Google Smart Lens Patent Granted By USPTO

Earlier this year, Google announced ambitions to make "smart" contact lenses. This week the U.S. Patent & Trademark Office granted the Mountain View, Calif. company a patent describing a sensor in a lens that could monitor glucose, among other things. Novartis confirmed a partnership with Google in July 2014, to make a glucose-monitoring contact lens for diabetics.

Google's patent abstract describes contact lenses and methods for manufacturing contact lenses. The method requires a surface, or substrate, with an uneven surface that connects a sensor at one end and a semiconductor chip at another. It will require encapsulating the substrate, sensor and chip in a polymer to avoid scratching the eye.
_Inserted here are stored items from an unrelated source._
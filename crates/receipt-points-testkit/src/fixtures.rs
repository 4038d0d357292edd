//! Test fixtures and helpers.
//!
//! Common setup code for integration tests.

use std::sync::atomic::{AtomicU64, Ordering};

use receipt_points_core::{Receipt, ReceiptId};
use receipt_points_store::{IdGenerator, Result, StoreError};

/// Five items on an odd day, before two o'clock: 28 points.
pub fn target_receipt() -> Receipt {
    Receipt::builder("Target")
        .purchase_date("2022-01-01")
        .purchase_time("13:01")
        .item("Mountain Dew 12PK", "6.49")
        .item("Emils Cheese Pizza", "12.25")
        .item("Knorr Creamy Chicken", "1.26")
        .item("Doritos Nacho Cheese", "3.35")
        .item("   Klarbrunn 12-PK 12 FL OZ  ", "12.00")
        .total("35.35")
        .build()
}

/// Whole-dollar total in the afternoon: 109 points.
///
/// The ampersand in the retailer name fails validation, so this receipt can
/// only be scored directly, never processed.
pub fn corner_market_receipt() -> Receipt {
    Receipt::builder("M&M Corner Market")
        .purchase_date("2022-03-20")
        .purchase_time("14:33")
        .item("Gatorade", "2.25")
        .item("Gatorade", "2.25")
        .item("Gatorade", "2.25")
        .item("Gatorade", "2.25")
        .total("9.00")
        .build()
}

/// Two drinks on an even morning: 15 points.
pub fn morning_receipt() -> Receipt {
    Receipt::builder("Walgreens")
        .purchase_date("2022-01-02")
        .purchase_time("08:13")
        .item("Pepsi - 12-oz", "1.25")
        .item("Dasani", "1.40")
        .total("2.65")
        .build()
}

/// Serialize a receipt the way a client would submit it.
pub fn receipt_json(receipt: &Receipt) -> String {
    serde_json::to_string(receipt).expect("receipts always serialize")
}

/// Deterministic identifiers: `prefix-1`, `prefix-2`, ...
pub struct SequentialIds {
    prefix: String,
    next: AtomicU64,
}

impl SequentialIds {
    /// Start a new sequence at 1.
    pub fn new(prefix: impl Into<String>) -> Self {
        Self {
            prefix: prefix.into(),
            next: AtomicU64::new(1),
        }
    }
}

impl IdGenerator for SequentialIds {
    fn generate(&self) -> Result<ReceiptId> {
        let n = self.next.fetch_add(1, Ordering::SeqCst);
        Ok(ReceiptId::new(format!("{}-{n}", self.prefix)))
    }
}

/// An identifier source whose entropy is always exhausted.
#[derive(Debug, Clone, Copy, Default)]
pub struct FailingIds;

impl IdGenerator for FailingIds {
    fn generate(&self) -> Result<ReceiptId> {
        Err(StoreError::IdGeneration("entropy source exhausted".into()))
    }
}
A ring-shaped substrate would curve with the eye.

The life-saving lens took one step closer to reality and another step to support healthcare. While Novartis confirmed a partnership with Google in July 2014, to make a glucose-monitoring contact lens for diabetics, the smart contact lens could be used for so much more than monitoring glucose levels. Take the reboot of Google Glass, for example.

The combination of Google Glass and Google's smart lens could monitor many healthcare issues, as well as providing physicians with needed relief. Northwestern University released a study suggesting that when physicians spend too much time looking at a computer screen in the exam room, their ability to listen and solve problems suffers. Google Glass could help to collect data and update important information through conversations between doctor and patient, rather than doctors inputting information into a computer.